According to Alan F. Hoskin, who wrote the report for NSC's Statistics Department, "A frequently asked question is 'How much more dangerous is travel over the Independence Day holiday?' There are two aspects of this question that must be considered. First, compared to what? And, second, what about changes in the amount of driving?"
He said the NSC study chose to compare the holiday to periods of similar length (3.25 days). The average number of traffic deaths during the Independence Day holiday weekend is 7.1 percent higher than the average number of traffic deaths during the comparison periods.
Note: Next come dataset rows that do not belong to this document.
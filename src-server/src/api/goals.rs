use std::sync::Arc;

use crate::{error::ApiResult, main_lib::AppState};
use axum::{
    extract::{Path, State},
    routing::{get, post},
    Json, Router,
};
use finitive_core::goals::{Goal, NewGoal};

async fn get_goals(State(state): State<Arc<AppState>>) -> ApiResult<Json<Vec<Goal>>> {
    let goals = state.goal_service.get_goals()?;
    Ok(Json(goals))
}

async fn get_archived_goals(State(state): State<Arc<AppState>>) -> ApiResult<Json<Vec<Goal>>> {
    let goals = state.goal_service.get_archived_goals()?;
    Ok(Json(goals))
}

async fn create_goal(
    State(state): State<Arc<AppState>>,
    Json(goal): Json<NewGoal>,
) -> ApiResult<Json<Goal>> {
    let g = state.goal_service.create_goal(goal).await?;
    Ok(Json(g))
}

async fn update_goal(
    State(state): State<Arc<AppState>>,
    Json(goal): Json<Goal>,
) -> ApiResult<Json<Goal>> {
    let g = state.goal_service.update_goal(goal).await?;
    Ok(Json(g))
}

async fn archive_goal(
    Path(id): Path<String>,
    State(state): State<Arc<AppState>>,
) -> ApiResult<Json<Goal>> {
    let g = state.goal_service.archive_goal(&id).await?;
    Ok(Json(g))
}

async fn restore_goal(
    Path(id): Path<String>,
    State(state): State<Arc<AppState>>,
) -> ApiResult<Json<Goal>> {
    let g = state.goal_service.restore_goal(&id).await?;
    Ok(Json(g))
}

pub fn router() -> Router<Arc<AppState>> {
    Router::new()
        .route("/goals", get(get_goals).post(create_goal).put(update_goal))
        .route("/goals/archived", get(get_archived_goals))
        .route("/goals/{id}/archive", post(archive_goal))
        .route("/goals/{id}/restore", post(restore_goal))
}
The second question, said Hoskin, concerns changes in the amount of travel, or exposure. "We know of no data system that tracks changes in vehicle miles of travel by day of the year on a national basis," he noted. "Lacking an objective measure of exposure change, we assume that travel is greater on holiday weekends than on nonholiday weekends."
If the assumed travel increase exceeds 7.1 percent, then the risk of dying in a traffic crash during the Independence Day holiday period is less than during comparable non-holiday periods, said Hoskin. If the travel increase is less than 7.1 percent or if travel is actually lower, then the risk of dying on the holiday is greater than during comparable periods.